A propósito desta adoração, se falou, em ocasiões, de “súplica”, mas isto é evidentemente inexato, porque não há nela nenhuma petição, de qualquer natureza que esta pudesse ser; as súplicas que geralmente se formulam em cantos rituais não podem dirigir-se para outra parte além das diversas manifestações divinas[3], e vamos ver que é de outra coisa que aqui se trata na realidade. Certamente seria muito mais justo falar de “encantação”, tomando este termo no sentido que definimos em outro lugar[4]; poderia igualmente dizer-se que é uma “invocação”, entendendo-a em um sentido exatamente comparável ao do dhikr na tradição islâmica, mas afirmando que se trata essencialmente de uma invocação silenciosa e completamente interior[5]. Eis aqui o que a respeito dela escreve Ch. Eastman[6]: “A adoração ante o Grande Mistério era silenciosa, solitária, sem complicação interior; era silenciosa porque todo discurso é necessariamente débil e imperfeito; assim pois as almas de nossos ancestrais alcançavam a Deus em uma adoração sem palavras; era solitária porque pensavam que Deus está mais perto de nós na solidão, e os sacerdotes não estavam ali para servir de intermediários entre o homem e o Criador[7]”. Não pode, com efeito, haver intermediários em caso semelhante, posto que esta adoração tende a estabelecer uma comunicação direta com o Princípio supremo, que é designado aqui como o “Grande Mistério”.

Não somente não é senão no e pelo silêncio que se pode obter esta comunicação, já que o “Grande Mistério” está mais além de toda forma e toda expressão, como ainda o próprio silêncio “é o Grande Mistério”; como se deve entender exatamente esta afirmação? Primeiro, pode recordar-se a propósito que o verdadeiro “mistério” é essencial e verdadeiramente inexprimível, que não pode evidentemente ser representado mais do que pelo silêncio[8]; porém, ademais, sendo o “Grande Mistério” o não manifestado, o próprio silêncio, que é propriamente um estado de não manifestação, é por isso mesmo como que uma participação ou uma conformidade com a natureza do Princípio supremo. Por outro lado, o silêncio, referido ao Princípio, é, poderia dizer-se, o Verbo não proferido; é por ele que “o silêncio sagrado é a voz do Grande Espírito”, na medida em que este é identificado com o próprio Princípio[9]; e esta voz, que corresponde à modalidade principial do som, que a tradição hindu designa como para ou não manifestada[10], é a resposta ao chamado do ser em adoração: chamado e resposta são igualmente silenciosos, constituem respectivamente uma aspiração e uma iluminação puramente interiores.

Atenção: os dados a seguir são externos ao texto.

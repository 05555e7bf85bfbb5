//! Tunnel exposure through a supervised ngrok agent process

use async_trait::async_trait;
use serde_json::Value;
use std::process::Stdio;
use std::time::Duration;
use tokio::io::{AsyncBufReadExt, BufReader, Lines};
use tokio::process::{Child, ChildStdout, Command};
use tokio::sync::Mutex;
use tokio::time::timeout;
use tracing::{debug, info, warn};

use super::ExposureManager;
use crate::config::ExposureConfig;
use crate::error::{AppError, Result};

/// Runs `ngrok http <port>` with JSON logs on stdout and waits for the
/// `started tunnel` record to learn the public URL.
pub struct NgrokExposure {
    binary: String,
    auth_token: Option<String>,
    hostname: Option<String>,
    startup_timeout: Duration,
    child: Mutex<Option<Child>>,
}

/// What a single agent log line tells us
#[derive(Debug, PartialEq, Eq)]
enum LogEvent {
    TunnelStarted(String),
    Error(String),
    Other,
}

impl NgrokExposure {
    pub fn new(config: &ExposureConfig) -> Self {
        Self {
            binary: config.binary.clone(),
            auth_token: config.auth_token.clone(),
            hostname: config.hostname.clone(),
            startup_timeout: config.startup_timeout(),
            child: Mutex::new(None),
        }
    }

    fn command_args(&self, port: u16) -> Vec<String> {
        let mut args = vec![
            "http".to_string(),
            port.to_string(),
            "--log".to_string(),
            "stdout".to_string(),
            "--log-format".to_string(),
            "json".to_string(),
        ];
        if let Some(hostname) = &self.hostname {
            args.push("--domain".to_string());
            args.push(hostname.clone());
        }
        args
    }
}

#[async_trait]
impl ExposureManager for NgrokExposure {
    fn name(&self) -> &str {
        "ngrok"
    }

    async fn connect(&self, port: u16) -> Result<String> {
        let mut cmd = Command::new(&self.binary);
        cmd.args(self.command_args(port))
            .stdin(Stdio::null())
            .stdout(Stdio::piped())
            .stderr(Stdio::null())
            .kill_on_drop(true);

        // Passed through the environment so the token stays out of the process list
        if let Some(token) = &self.auth_token {
            cmd.env("NGROK_AUTHTOKEN", token);
        }

        debug!(binary = %self.binary, port = port, "Spawning ngrok agent");

        let mut child = cmd.spawn().map_err(|e| {
            AppError::Exposure(format!("Failed to spawn {}: {}", self.binary, e))
        })?;

        let stdout = child
            .stdout
            .take()
            .ok_or_else(|| AppError::Exposure("ngrok stdout was not captured".to_string()))?;
        let mut lines = BufReader::new(stdout).lines();

        let url = match timeout(self.startup_timeout, wait_for_tunnel(&mut lines)).await {
            Ok(Ok(url)) => url,
            Ok(Err(e)) => {
                child.kill().await.ok();
                return Err(e);
            }
            Err(_) => {
                child.kill().await.ok();
                return Err(AppError::Exposure(format!(
                    "ngrok did not start a tunnel within {}s",
                    self.startup_timeout.as_secs()
                )));
            }
        };

        // Keep draining the pipe so the agent never blocks on a full stdout
        tokio::spawn(async move {
            while let Ok(Some(line)) = lines.next_line().await {
                if let LogEvent::Error(message) = parse_log_line(&line) {
                    warn!(error = %message, "ngrok agent error");
                } else {
                    debug!(line = %line, "ngrok");
                }
            }
        });

        *self.child.lock().await = Some(child);
        info!(url = %url, port = port, "Tunnel established");
        Ok(url)
    }

    async fn disconnect(&self) -> Result<()> {
        if let Some(mut child) = self.child.lock().await.take() {
            child.kill().await?;
            info!("Tunnel disconnected");
        }
        Ok(())
    }
}

async fn wait_for_tunnel(lines: &mut Lines<BufReader<ChildStdout>>) -> Result<String> {
    let mut last_error = None;

    while let Some(line) = lines.next_line().await? {
        match parse_log_line(&line) {
            LogEvent::TunnelStarted(url) => return Ok(url),
            LogEvent::Error(message) => {
                warn!(error = %message, "ngrok agent error during startup");
                last_error = Some(message);
            }
            LogEvent::Other => {}
        }
    }

    Err(AppError::Exposure(match last_error {
        Some(message) => format!("ngrok exited before starting a tunnel: {}", message),
        None => "ngrok exited before starting a tunnel".to_string(),
    }))
}

fn parse_log_line(line: &str) -> LogEvent {
    let Ok(value) = serde_json::from_str::<Value>(line) else {
        return LogEvent::Other;
    };

    let msg = value.get("msg").and_then(Value::as_str);

    if msg == Some("started tunnel") {
        if let Some(url) = value.get("url").and_then(Value::as_str) {
            return LogEvent::TunnelStarted(url.to_string());
        }
    }

    match value.get("lvl").and_then(Value::as_str) {
        Some("eror") | Some("crit") => LogEvent::Error(
            value
                .get("err")
                .and_then(Value::as_str)
                .or(msg)
                .unwrap_or(line)
                .to_string(),
        ),
        _ => LogEvent::Other,
    }
}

Para que isto seja assim, é necessário por outro lado que o silêncio seja na realidade algo mais que a simples ausência de qualquer palavra ou discurso, ainda que estes sejam formulados unicamente de maneira inteiramente mental; com efeito, este silêncio é essencialmente, para os índios, “o perfeito equilíbrio entre as três partes do ser”, ou seja, daquilo que, na terminologia ocidental, pode designar-se como o espírito, a alma e o corpo, pois todo ser inteiro, em todos os elementos em que lhe constituem, há de participar na adoração para que possa obter-se um resultado plenamente válido. A necessidade desta condição de equilíbrio é fácil de compreender, pois o equilíbrio é, na manifestação mesma, como a imagem ou o reflexo da indistinção principial do não manifestado, indistinção que está dessa maneira, bem representada pelo silêncio, de sorte que de nenhum modo há motivo para surpreender-se da assimilação que assim se estabelece entre este e o equilíbrio[11].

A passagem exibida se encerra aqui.